Pharmacology of oxaliplatin in solid tumor patients with hepatic dysfunction: a preliminary report of the national cancer institute organ dysfunction working group

Oxaliplatin, which was recently approved by the US Food and Drug Administration for the treatment of advanced colorectal cancer, is often administered to patients with altered liver function caused by hepatic metastases. Because of the absence of data on the clearance of oxaliplatin in patients with liver dysfunction, and to develop dosing recommendations for the safe use of oxaliplatin in this clinical setting, the Organ Dysfunction Working Group of the National Cancer Institute performed a phase I and pharmacokinetic trial of this drug in patients displaying a wide range of liver function abnormalities. Sixty patients grouped into five classes of liver function were enrolled in this study, including a 12-patient control group with normal liver function, 15 patients with "mild," 16 patients with "moderate," and 16 with "severe" liver dysfunction, as well as one patient who had undergone liver transplantation. The patients had a median age of 62 years and a Eastern Cooperative Oncology Group performance status of 0. All patients had received prior systemic chemotherapy, and 70% had a diagnosis of a gastrointestinal malignancy.
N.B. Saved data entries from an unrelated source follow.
//! Tinfoil - Verified Client for Confidential AI Inference
//!
//! Proves, before sending a request, that the server is a genuine AMD
//! SEV-SNP enclave running a signed source-code release, and that the
//! key requests are encrypted to is the key the hardware attested.
//! Once proven, requests travel with end-to-end encrypted bodies
//! (RFC 9180 HPKE) or over a key-pinned TLS connection.

pub mod attestation;
pub mod bundle;
pub mod chain;
pub mod client;
pub mod codec;
pub mod ehbp;
pub mod error;
pub mod pinned;
pub mod policy;
pub mod report;
pub mod sigstore;
pub mod verify;
pub mod x509;

// Re-export commonly used types
pub use attestation::{
    compare_measurements, verify_attestation, AttestationDocument, AttestationResponse,
    Measurement, PredicateType,
};
pub use bundle::{AttestationBundle, BundleAssembler, DEFAULT_CONFIG_REPO};
pub use chain::{AmdRoots, CertificateChain};
pub use client::{
    Attestor, BundleAttestor, ClientStatus, SecureClient, SecureClientConfig, SecureSession,
    TransportMode,
};
pub use ehbp::{
    decrypt_response, Identity, RequestInit, SessionToken, Transport, TransportResponse,
};
pub use error::{Result, TinfoilError};
pub use policy::ValidationOptions;
pub use report::{Report, TcbParts};
pub use sigstore::TrustRoot;
pub use verify::{StepStatus, VerificationDocument, Verifier};

/// Tinfoil client version
pub const VERSION: &str = env!("CARGO_PKG_VERSION");
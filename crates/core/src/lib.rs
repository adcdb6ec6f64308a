//! # Hospital Core
//!
//! Core business logic for the hospital records system.
//!
//! This crate contains pure data operations over flat per-collection JSON files:
//! - Entity schemas for patients, doctors, staff, medicines, lab tests, machinery,
//!   appointments and billing
//! - A generic record manager (list, validate-and-add, delete-by-match) driven by those schemas
//! - Appointment booking against the doctors collection
//! - Bill generation priced from the medicines collection
//! - Dashboard record counts
//!
//! **No UI concerns**: rendering, navigation, login and input collection belong to the
//! binaries (`hms` CLI, `hms-run` REST server). They call the operations here and render
//! whatever comes back.

pub mod appointments;
pub mod billing;
pub mod collection;
pub mod config;
pub mod constants;
pub mod dashboard;
pub mod error;
pub mod manager;
pub mod record;
pub mod schema;
pub mod store;
pub mod validation;

pub use appointments::{Appointment, AppointmentService};
pub use billing::{Bill, BillingService, PriceList};
pub use collection::CollectionKey;
pub use config::CoreConfig;
pub use dashboard::{DashboardService, DashboardSummary};
pub use error::{HospitalError, HospitalResult, StorageError};
pub use hms_types::{NonEmptyText, TextError};
pub use manager::{candidate, RecordManager};
pub use record::Record;
pub use rust_decimal::Decimal;
pub use schema::{EntitySchema, FieldKind, FieldSpec};
pub use store::RecordStore;

use std::sync::Arc;

/// Entry point handing out the per-screen services over one data directory.
#[derive(Clone, Debug)]
pub struct HospitalService {
    store: RecordStore,
}

impl HospitalService {
    pub fn new(cfg: Arc<CoreConfig>) -> Self {
        Self {
            store: RecordStore::new(cfg),
        }
    }

    /// Generic manager for any collection.
    pub fn records(&self, key: CollectionKey) -> RecordManager {
        RecordManager::new(self.store.clone(), key)
    }

    pub fn appointments(&self) -> AppointmentService {
        AppointmentService::new(self.store.clone())
    }

    pub fn billing(&self) -> BillingService {
        BillingService::new(self.store.clone())
    }

    pub fn dashboard(&self) -> DashboardService {
        DashboardService::new(self.store.clone())
    }
}
use clap::{Parser, Subcommand, ValueEnum};
use hms_core::config::data_dir_from_env_value;
use hms_core::{CollectionKey, CoreConfig, EntitySchema, HospitalService, Record};
use std::collections::HashMap;
use std::path::PathBuf;
use std::sync::Arc;
use tracing_subscriber::{layer::SubscriberExt, util::SubscriberInitExt};

#[derive(Parser)]
#[command(name = "hms")]
#[command(about = "Hospital records management CLI")]
struct Cli {
    /// Directory holding the collection files (overrides HMS_DATA_DIR)
    #[arg(long, global = true)]
    data_dir: Option<PathBuf>,

    #[command(subcommand)]
    command: Option<Commands>,
}

/// Collections managed through the generic record commands.
#[derive(Clone, Copy, ValueEnum)]
enum Entity {
    Patients,
    Doctors,
    Staff,
    Medicines,
    LabTests,
    Machinery,
}

impl From<Entity> for CollectionKey {
    fn from(entity: Entity) -> Self {
        match entity {
            Entity::Patients => CollectionKey::Patients,
            Entity::Doctors => CollectionKey::Doctors,
            Entity::Staff => CollectionKey::Staff,
            Entity::Medicines => CollectionKey::Medicines,
            Entity::LabTests => CollectionKey::LabTests,
            Entity::Machinery => CollectionKey::Machinery,
        }
    }
}

#[derive(Subcommand)]
enum Commands {
    /// Show dashboard counts
    Summary,
    /// List the records of an entity
    List { entity: Entity },
    /// Add a record
    Add {
        entity: Entity,
        /// Field value as `field=value`, e.g. `--field "test name=CBC"`
        #[arg(long = "field", short = 'f', value_parser = parse_field)]
        fields: Vec<(String, String)>,
    },
    /// Delete every record whose values equal the given ones, in field order
    Delete { entity: Entity, values: Vec<String> },
    /// List doctors available for appointments
    Doctors,
    /// Book an appointment
    Book {
        patient_name: String,
        doctor: String,
        /// Date (YYYY-MM-DD)
        date: String,
        /// Time (HH:MM)
        time: String,
    },
    /// List appointments
    Appointments,
    /// Delete every appointment equal to the given one
    CancelAppointment {
        patient_name: String,
        doctor: String,
        date: String,
        time: String,
    },
    /// List medicines with their unit prices
    Medicines,
    /// Show the unit price of a medicine
    Price { medicine: String },
    /// Generate a bill
    Bill {
        patient: String,
        medicine: String,
        quantity: String,
    },
    /// List bills
    Bills,
    /// Delete every bill equal to the given one
    DeleteBill {
        patient: String,
        medicine: String,
        quantity: String,
        price: String,
        total: String,
    },
}

fn parse_field(raw: &str) -> Result<(String, String), String> {
    raw.split_once('=')
        .map(|(k, v)| (k.trim().to_lowercase(), v.to_string()))
        .ok_or_else(|| format!("expected field=value, got '{raw}'"))
}

fn print_table(schema: &EntitySchema, records: &[Record]) {
    if records.is_empty() {
        println!("No {} records found.", schema.title.to_lowercase());
        return;
    }

    let header: Vec<String> = schema
        .fields
        .iter()
        .map(|f| format!("{:<width$}", f.label, width = usize::from(f.display_width)))
        .collect();
    println!("{}", header.join(" "));
    for record in records {
        let row: Vec<String> = schema
            .fields
            .iter()
            .map(|f| {
                format!(
                    "{:<width$}",
                    record.get(f.name),
                    width = usize::from(f.display_width)
                )
            })
            .collect();
        println!("{}", row.join(" "));
    }
}

fn main() -> anyhow::Result<()> {
    dotenvy::dotenv().ok();

    tracing_subscriber::registry()
        .with(tracing_subscriber::EnvFilter::from_default_env().add_directive("hms=info".parse()?))
        .with(tracing_subscriber::fmt::layer().with_writer(std::io::stderr))
        .init();

    let cli = Cli::parse();

    let data_dir = cli
        .data_dir
        .unwrap_or_else(|| data_dir_from_env_value(std::env::var("HMS_DATA_DIR").ok()));
    let cfg = Arc::new(CoreConfig::new(data_dir)?);
    let hospital = HospitalService::new(cfg);

    match cli.command {
        Some(Commands::Summary) => {
            let summary = hospital.dashboard().summary()?;
            println!("Patients:       {}", summary.patients);
            println!("Doctors:        {}", summary.doctors);
            println!("Staff:          {}", summary.staff);
            println!("Medicines:      {}", summary.medicines);
            println!("Appointments:   {}", summary.appointments);
            println!("Available Beds: {}", summary.available_beds);
            println!("Machinery:      {}", summary.machinery);
        }
        Some(Commands::List { entity }) => {
            let manager = hospital.records(entity.into());
            print_table(manager.schema(), &manager.list()?);
        }
        Some(Commands::Add { entity, fields }) => {
            let manager = hospital.records(entity.into());
            let candidate: HashMap<String, String> = fields.into_iter().collect();
            let total = manager.add(&candidate)?;
            println!(
                "{} added successfully ({} on record)",
                manager.schema().title,
                total
            );
        }
        Some(Commands::Delete { entity, values }) => {
            let manager = hospital.records(entity.into());
            let removed = manager.delete(values.as_slice())?;
            println!("{} deleted successfully ({} removed)", manager.schema().title, removed);
        }
        Some(Commands::Doctors) => {
            let doctors = hospital.appointments().available_doctors()?;
            if doctors.is_empty() {
                println!("No doctors found.");
            }
            for doctor in doctors {
                println!("{doctor}");
            }
        }
        Some(Commands::Book {
            patient_name,
            doctor,
            date,
            time,
        }) => {
            hospital
                .appointments()
                .book(&patient_name, &doctor, &date, &time)?;
            println!("Appointment booked successfully");
        }
        Some(Commands::Appointments) => {
            let schema = EntitySchema::of(CollectionKey::Appointments);
            print_table(schema, &hospital.records(CollectionKey::Appointments).list()?);
        }
        Some(Commands::CancelAppointment {
            patient_name,
            doctor,
            date,
            time,
        }) => {
            let removed = hospital
                .appointments()
                .delete_selected(&[patient_name, doctor, date, time])?;
            println!("Appointment deleted successfully ({removed} removed)");
        }
        Some(Commands::Medicines) => {
            let prices = hospital.billing().price_list()?;
            if prices.names().is_empty() {
                println!("No medicines found.");
            }
            for name in prices.names() {
                println!("{name}: {}", prices.displayed_price(name).unwrap_or(""));
            }
        }
        Some(Commands::Price { medicine }) => match hospital.billing().price_of(&medicine)? {
            Some(price) => println!("{medicine}: {price}"),
            None => println!("No medicine named '{medicine}'"),
        },
        Some(Commands::Bill {
            patient,
            medicine,
            quantity,
        }) => {
            let bill = hospital
                .billing()
                .generate_bill(&patient, &medicine, &quantity)?;
            println!(
                "Bill generated successfully: {} x {} @ {} = {}",
                bill.medicine, bill.quantity, bill.price, bill.total
            );
        }
        Some(Commands::Bills) => {
            let schema = EntitySchema::of(CollectionKey::Billing);
            print_table(schema, &hospital.records(CollectionKey::Billing).list()?);
        }
        Some(Commands::DeleteBill {
            patient,
            medicine,
            quantity,
            price,
            total,
        }) => {
            let removed = hospital
                .billing()
                .delete_selected(&[patient, medicine, quantity, price, total])?;
            println!("Bill deleted successfully ({removed} removed)");
        }
        None => {
            println!("Use 'hms --help' for commands");
        }
    }

    Ok(())
}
The control patients were treated with 130 mg/m(2) oxaliplatin intravenously every 21 days; the starting doses for patients with mild, moderate, or severe liver dysfunction or post-liver transplantation were 105, 80, or 60 mg/m(2), respectively. Cohorts of three or more patients were escalated from these starting doses to 130 mg/m(2) if dose-limiting toxicities were not observed, and pharmacokinetic evaluations were performed at each dose level for every category of liver dysfunction. We found that oxaliplatin was well tolerated at its recommended dose and schedule of 130 mg/m(2) every 21 days in patients with all levels of liver dysfunction, and that there was no apparent alteration in the clearance of either total or ultrafilterable platinum species from plasma, even in patients with severe hepatic functional abnormalities.